Recipe: Thai-Style Quinoa Salad

26 Aug

Quinoa is an Andean super food–one that has been cultivated for thousands of years. A source of complete protein, it is used and cooked like a grain, though it is technically a seed.  Because of its “exceptional nutritional qualities, its agro-ecological adaptability, and its potential contribution in the fight against hunger and malnutrition,” quinoa has been honored by the United Nations: 2013 will be the International Year of  Quinoa.

But quinoa deserves praise for its gastronomic adaptability, too. In this case, it makes a successful appearance in a salad with flavor origins a world away from the Andes. This salad, with its strong Thai accents, is a deliciously light and crisp summer dish.

Thai-Style Quinoa Salad
Serves 8-10
1 c. quinoa, rinsed and drained
1/2 tsp. salt
1 red bell pepper, julienned
1 carrot, shredded
1 small cucumber, peeled, seeded, and sliced (if using English cucumber, no need to peel)
1/3 c. chopped fresh mint
1/2 c. chopped fresh cilantro

6 tbsp. fresh lime juice
1 tbsp. sugar
1 tbsp. fish sauce (can substitute tamari or soy sauce)
1/2 tsp. red pepper flakes

Add quinoa, salt, and 1 1/2 c. water to a sauce pan.
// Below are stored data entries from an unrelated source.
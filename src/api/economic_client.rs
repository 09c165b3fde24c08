//! Bureau of Labor Statistics time-series client.

use std::time::Duration;

use anyhow::{Context, Result};
use async_trait::async_trait;
use backoff::ExponentialBackoff;
use chrono::{Datelike, Utc};
use reqwest::Client;
use tracing::debug;

use super::error::{GatewayError, GatewayResult};
use super::types::{BlsRequest, BlsResponse, BlsSeries, EconomicObservation};
use super::EconomicDataProvider;

const BLS_API_URL: &str = "https://api.bls.gov/publicAPI/v2/timeseries/data/";
const DEFAULT_TIMEOUT: Duration = Duration::from_secs(20);
const MAX_RETRY_ELAPSED: Duration = Duration::from_secs(10);

pub struct BlsClient {
    client: Client,
    url: String,
    api_key: Option<String>,
}

impl BlsClient {
    pub fn new(api_key: Option<String>) -> Result<Self> {
        Self::with_url(BLS_API_URL.to_string(), api_key)
    }

    pub fn with_url(url: String, api_key: Option<String>) -> Result<Self> {
        let client = Client::builder()
            .timeout(DEFAULT_TIMEOUT)
            .build()
            .context("Failed to create HTTP client")?;

        Ok(Self {
            client,
            url,
            api_key,
        })
    }

    async fn fetch(&self, request: &BlsRequest) -> GatewayResult<BlsResponse> {
        let response = self.client.post(&self.url).json(request).send().await?;

        let status = response.status();
        if !status.is_success() {
            let body = response.text().await.unwrap_or_default();
            return Err(GatewayError::Http {
                status: status.as_u16(),
                body,
            });
        }

        let text = response.text().await?;
        serde_json::from_str(&text).map_err(|e| GatewayError::Malformed(e.to_string()))
    }
}

/// Monthly observations, oldest first, limited to the last `months`.
///
/// The API lists newest first and includes an annual-average period (M13)
/// that is dropped here. Unparseable values are skipped.
fn observations_from_series(series: BlsSeries, months: u32) -> Vec<EconomicObservation> {
    let mut observations: Vec<EconomicObservation> = series
        .data
        .into_iter()
        .filter(|point| point.period != "M13")
        .filter_map(|point| {
            let value = point.value.trim().parse::<f64>().ok()?;
            Some(EconomicObservation {
                date: format!("{}-{}", point.year, point.period),
                value,
            })
        })
        .collect();

    observations.reverse();
    let keep = months as usize;
    if observations.len() > keep {
        observations.drain(..observations.len() - keep);
    }
    observations
}

#[async_trait]
impl EconomicDataProvider for BlsClient {
    async fn series(
        &self,
        series_id: &str,
        months: u32,
    ) -> GatewayResult<Vec<EconomicObservation>> {
        let end_year = Utc::now().year();
        let start_year = end_year - (months as i32 + 11) / 12;

        let request = BlsRequest {
            series_id: vec![series_id.to_string()],
            start_year: start_year.to_string(),
            end_year: end_year.to_string(),
            registration_key: self.api_key.clone(),
        };

        debug!(series = %series_id, start_year, end_year, "Fetching BLS series");

        let policy = ExponentialBackoff {
            max_elapsed_time: Some(MAX_RETRY_ELAPSED),
            ..Default::default()
        };
        let request = &request;
        let response = backoff::future::retry(policy, move || async move {
            self.fetch(request)
                .await
                .map_err(GatewayError::into_backoff)
        })
        .await?;

        if response.status != "REQUEST_SUCCEEDED" {
            return Err(GatewayError::Malformed(format!(
                "{}: {}",
                response.status,
                response.message.join("; ")
            )));
        }

        let series = response
            .results
            .and_then(|r| r.series.into_iter().find(|s| s.series_id == series_id))
            .ok_or_else(|| GatewayError::NotFound(format!("series {}", series_id)))?;

        Ok(observations_from_series(series, months))
    }
}

#[cfg(test)]
mod tests {
    use super::*;
    use crate::api::types::BlsDataPoint;

    fn point(year: &str, period: &str, value: &str) -> BlsDataPoint {
        BlsDataPoint {
            year: year.to_string(),
            period: period.to_string(),
            value: value.to_string(),
        }
    }

    #[test]
    fn test_observations_are_chronological_and_bounded() {
        let series = BlsSeries {
            series_id: "LNS14000000".to_string(),
            data: vec![
                point("2024", "M13", "4.0"),
                point("2024", "M03", "3.9"),
                point("2024", "M02", "-"),
                point("2024", "M01", "3.7"),
                point("2023", "M12", "3.7"),
            ],
        };

        let obs = observations_from_series(series, 2);
        assert_eq!(obs.len(), 2);
        assert_eq!(obs[0].date, "2024-M01");
        assert_eq!(obs[1].date, "2024-M03");
        assert_eq!(obs[1].value, 3.9);
    }
}
//! Simulated account for dry runs.
//!
//! Market data passes through to a live gateway; orders fill against the
//! latest quote with slippage and fees, and cash and holdings live in memory.

use std::collections::HashMap;
use std::fmt;
use std::sync::Arc;

use async_trait::async_trait;
use chrono::{DateTime, Utc};
use rust_decimal::{Decimal, RoundingStrategy};
use rust_decimal_macros::dec;
use tokio::sync::Mutex;
use tracing::info;
use uuid::Uuid;

use crate::models::{OrderIntent, OrderSide};

use super::error::{GatewayError, GatewayResult};
use super::types::*;
use super::ExecutionGateway;

/// Paper trading configuration.
#[derive(Debug, Clone)]
pub struct PaperConfig {
    /// Starting cash
    pub initial_capital: Decimal,

    /// Simulated slippage (0.0 to 1.0)
    pub slippage: Decimal,

    /// Simulated fee rate (0.0 to 1.0)
    pub fee_rate: Decimal,
}

impl Default for PaperConfig {
    fn default() -> Self {
        Self {
            initial_capital: dec!(10000),
            slippage: dec!(0.003),
            fee_rate: dec!(0.001),
        }
    }
}

#[derive(Debug, Clone)]
struct PaperHolding {
    quantity: Decimal,
    average_price: Decimal,
}

#[derive(Debug)]
struct PaperAccount {
    cash: Decimal,
    holdings: HashMap<String, PaperHolding>,
    realized_pnl: Decimal,
    total_fees: Decimal,
    fills: usize,
}

/// Execution gateway that never touches the real account.
pub struct PaperGateway {
    market: Arc<dyn ExecutionGateway>,
    config: PaperConfig,
    account: Mutex<PaperAccount>,
    started_at: DateTime<Utc>,
}

impl PaperGateway {
    pub fn new(market: Arc<dyn ExecutionGateway>, config: PaperConfig) -> Self {
        let account = PaperAccount {
            cash: config.initial_capital,
            holdings: HashMap::new(),
            realized_pnl: Decimal::ZERO,
            total_fees: Decimal::ZERO,
            fills: 0,
        };

        Self {
            market,
            config,
            account: Mutex::new(account),
            started_at: Utc::now(),
        }
    }

    fn apply_slippage(&self, price: Decimal, side: OrderSide) -> Decimal {
        match side {
            OrderSide::Buy => price * (Decimal::ONE + self.config.slippage),
            OrderSide::Sell => price * (Decimal::ONE - self.config.slippage),
        }
    }

    /// Cash a buy can commit once slippage and fees are added on top.
    fn spendable(&self, cash: Decimal) -> Decimal {
        let cost_factor =
            (Decimal::ONE + self.config.slippage) * (Decimal::ONE + self.config.fee_rate);
        (cash / cost_factor).round_dp_with_strategy(2, RoundingStrategy::ToZero)
    }

    pub async fn stats(&self) -> PaperStats {
        let account = self.account.lock().await;
        let invested: Decimal = account
            .holdings
            .values()
            .map(|h| h.quantity * h.average_price)
            .sum();

        PaperStats {
            initial_capital: self.config.initial_capital,
            cash_available: account.cash,
            invested_at_cost: invested,
            realized_pnl: account.realized_pnl,
            open_positions: account.holdings.len(),
            fills: account.fills,
            total_fees: account.total_fees,
            running_since: self.started_at,
        }
    }
}

#[async_trait]
impl ExecutionGateway for PaperGateway {
    async fn quote(&self, symbol: &str) -> GatewayResult<Quote> {
        self.market.quote(symbol).await
    }

    async fn historicals(&self, symbol: &str) -> GatewayResult<Vec<Bar>> {
        self.market.historicals(symbol).await
    }

    async fn options_volume(&self, symbol: &str) -> GatewayResult<OptionsVolume> {
        self.market.options_volume(symbol).await
    }

    async fn fundamentals(&self, symbol: &str) -> GatewayResult<Fundamentals> {
        self.market.fundamentals(symbol).await
    }

    async fn holdings(&self, symbol: &str) -> GatewayResult<Decimal> {
        let account = self.account.lock().await;
        Ok(account
            .holdings
            .get(&symbol.to_uppercase())
            .map(|h| h.quantity)
            .unwrap_or(Decimal::ZERO))
    }

    async fn place_order(&self, intent: &OrderIntent) -> GatewayResult<OrderConfirmation> {
        if intent.quantity <= Decimal::ZERO {
            return Err(GatewayError::Rejected("quantity must be positive".to_string()));
        }

        let quote = self.market.quote(&intent.symbol).await?;
        let fill_price = self.apply_slippage(quote.last_trade_price, intent.side);
        let notional = fill_price * intent.quantity;
        let fee = notional * self.config.fee_rate;
        let symbol = intent.symbol.to_uppercase();

        let mut account = self.account.lock().await;
        match intent.side {
            OrderSide::Buy => {
                if notional + fee > account.cash {
                    return Err(GatewayError::Rejected(format!(
                        "insufficient paper cash: need {:.2}, have {:.2}",
                        notional + fee,
                        account.cash
                    )));
                }
                account.cash -= notional + fee;

                let holding = account.holdings.entry(symbol.clone()).or_insert(PaperHolding {
                    quantity: Decimal::ZERO,
                    average_price: Decimal::ZERO,
                });
                let total_qty = holding.quantity + intent.quantity;
                holding.average_price =
                    (holding.average_price * holding.quantity + notional) / total_qty;
                holding.quantity = total_qty;
            }
            OrderSide::Sell => {
                let holding = account
                    .holdings
                    .get(&symbol)
                    .cloned()
                    .ok_or_else(|| GatewayError::Rejected(format!("no paper holding in {}", symbol)))?;
                if intent.quantity > holding.quantity {
                    return Err(GatewayError::Rejected(format!(
                        "cannot sell {} {}, holding {}",
                        intent.quantity, symbol, holding.quantity
                    )));
                }

                account.cash += notional - fee;
                account.realized_pnl += (fill_price - holding.average_price) * intent.quantity - fee;

                let remaining = holding.quantity - intent.quantity;
                if remaining.is_zero() {
                    account.holdings.remove(&symbol);
                } else if let Some(h) = account.holdings.get_mut(&symbol) {
                    h.quantity = remaining;
                }
            }
        }
        account.total_fees += fee;
        account.fills += 1;

        info!(
            symbol = %symbol,
            side = %intent.side,
            quantity = %intent.quantity,
            price = %fill_price.round_dp(4),
            cash = %account.cash.round_dp(2),
            "Paper fill"
        );

        Ok(OrderConfirmation {
            order_id: format!("paper-{}", Uuid::new_v4()),
            ref_id: intent.ref_id,
            symbol,
            side: intent.side,
            quantity: intent.quantity,
            fill_price: Some(fill_price),
            state: "filled".to_string(),
        })
    }

    async fn account_profile(&self) -> GatewayResult<AccountProfile> {
        let account = self.account.lock().await;
        Ok(AccountProfile {
            buying_power: self.spendable(account.cash),
            cash: account.cash,
        })
    }

    async fn open_positions(&self) -> GatewayResult<Vec<BrokerPosition>> {
        let account = self.account.lock().await;
        Ok(account
            .holdings
            .iter()
            .map(|(symbol, h)| BrokerPosition {
                symbol: symbol.clone(),
                quantity: h.quantity,
                average_buy_price: h.average_price,
            })
            .collect())
    }
}

/// Paper account summary.
#[derive(Debug, Clone)]
pub struct PaperStats {
    pub initial_capital: Decimal,
    pub cash_available: Decimal,
    pub invested_at_cost: Decimal,
    pub realized_pnl: Decimal,
    pub open_positions: usize,
    pub fills: usize,
    pub total_fees: Decimal,
    pub running_since: DateTime<Utc>,
}

impl fmt::Display for PaperStats {
    fn fmt(&self, f: &mut fmt::Formatter<'_>) -> fmt::Result {
        writeln!(f, "\n{:=^50}", " PAPER ACCOUNT ")?;
        writeln!(f, "Running since:    {}", self.running_since.format("%Y-%m-%d %H:%M"))?;
        writeln!(f, "Initial Capital:  ${:.2}", self.initial_capital)?;
        writeln!(f, "Cash Available:   ${:.2}", self.cash_available)?;
        writeln!(f, "Invested (cost):  ${:.2}", self.invested_at_cost)?;
        writeln!(f, "Realized P&L:     ${:.2}", self.realized_pnl)?;
        writeln!(f, "Open Positions:   {}", self.open_positions)?;
        writeln!(f, "Fills:            {}", self.fills)?;
        writeln!(f, "Total Fees:       ${:.2}", self.total_fees)?;
        writeln!(f, "{:=^50}", "")?;
        Ok(())
    }
}

#[cfg(test)]
mod tests {
    use super::*;
    use crate::test_support::MockGateway;
    use crate::trading::{PositionSizer, TradingConfig};

    fn paper(price: Decimal) -> PaperGateway {
        let market = MockGateway::new();
        market.set_price("TSLA", price);
        PaperGateway::new(
            Arc::new(market),
            PaperConfig {
                initial_capital: dec!(1000),
                slippage: Decimal::ZERO,
                fee_rate: Decimal::ZERO,
            },
        )
    }

    #[tokio::test]
    async fn test_buy_then_sell_updates_cash_and_holdings() {
        let gw = paper(dec!(100));

        let buy = OrderIntent::new("TSLA", OrderSide::Buy, dec!(3), dec!(100), "entry");
        let conf = gw.place_order(&buy).await.unwrap();
        assert_eq!(conf.fill_price, Some(dec!(100)));
        assert_eq!(gw.holdings("TSLA").await.unwrap(), dec!(3));
        assert_eq!(gw.account_profile().await.unwrap().buying_power, dec!(700));

        let sell = OrderIntent::new("TSLA", OrderSide::Sell, dec!(3), dec!(100), "exit");
        gw.place_order(&sell).await.unwrap();
        assert_eq!(gw.holdings("TSLA").await.unwrap(), Decimal::ZERO);
        assert!(gw.open_positions().await.unwrap().is_empty());

        let stats = gw.stats().await;
        assert_eq!(stats.cash_available, dec!(1000));
        assert_eq!(stats.fills, 2);
    }

    #[tokio::test]
    async fn test_rejects_overspend_and_oversell() {
        let gw = paper(dec!(100));

        let too_big = OrderIntent::new("TSLA", OrderSide::Buy, dec!(11), dec!(100), "entry");
        assert!(matches!(
            gw.place_order(&too_big).await,
            Err(GatewayError::Rejected(_))
        ));

        let naked = OrderIntent::new("TSLA", OrderSide::Sell, dec!(1), dec!(100), "exit");
        assert!(matches!(
            gw.place_order(&naked).await,
            Err(GatewayError::Rejected(_))
        ));
    }

    #[tokio::test]
    async fn test_slippage_and_fees() {
        let market = MockGateway::new();
        market.set_price("ETH", dec!(100));
        let gw = PaperGateway::new(Arc::new(market), PaperConfig::default());

        let buy = OrderIntent::new("ETH", OrderSide::Buy, dec!(1), dec!(100), "entry");
        let conf = gw.place_order(&buy).await.unwrap();
        assert_eq!(conf.fill_price, Some(dec!(100.3)));

        let stats = gw.stats().await;
        assert_eq!(stats.total_fees, dec!(0.1003));
    }

    #[tokio::test]
    async fn test_buying_power_leaves_room_for_costs() {
        let market = MockGateway::new();
        market.set_price("TSLA", dec!(100));
        let gw = PaperGateway::new(Arc::new(market), PaperConfig::default());

        let profile = gw.account_profile().await.unwrap();
        assert_eq!(profile.cash, dec!(10000));
        // 10000 / (1.003 * 1.001)
        assert_eq!(profile.buying_power, dec!(9960.12));
    }

    #[tokio::test]
    async fn test_full_size_entry_fills() {
        let market = MockGateway::new();
        market.set_price("TSLA", dec!(100));
        let gw = PaperGateway::new(Arc::new(market), PaperConfig::default());
        let sizer = PositionSizer::new(TradingConfig::default());

        let buying_power = gw.account_profile().await.unwrap().buying_power;
        let sizing = sizer.quantity(buying_power, dec!(100), 1.5);
        assert!(sizing.allowed);
        let quantity = sizing.adjusted_size.unwrap();
        assert_eq!(quantity, dec!(99));

        let buy = OrderIntent::new("TSLA", OrderSide::Buy, quantity, dec!(100), "entry");
        gw.place_order(&buy).await.unwrap();
        assert_eq!(gw.holdings("TSLA").await.unwrap(), dec!(99));

        // 10000 - 99 * 100.3 * 1.001
        let stats = gw.stats().await;
        assert_eq!(stats.cash_available, dec!(60.3703));
    }
}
Bring to a boil and then reduce heat to low, cover, and cook for 12-15 minutes, until water is absorbed. Turn off heat and let quinoa sit for 5 minutes. Place in a large serving bowl and let cool completely.

When quinoa is cool, add red bell pepper, carrot, and cucumber and mix well.

To make the dressing, whisk together the lime juice and sugar in a small bowl until sugar is dissolved. Stir in the fish sauce/tamari/soy sauce and red pepper flakes. Add the dressing to the salad and toss. Gently mix in the mint and cilantro.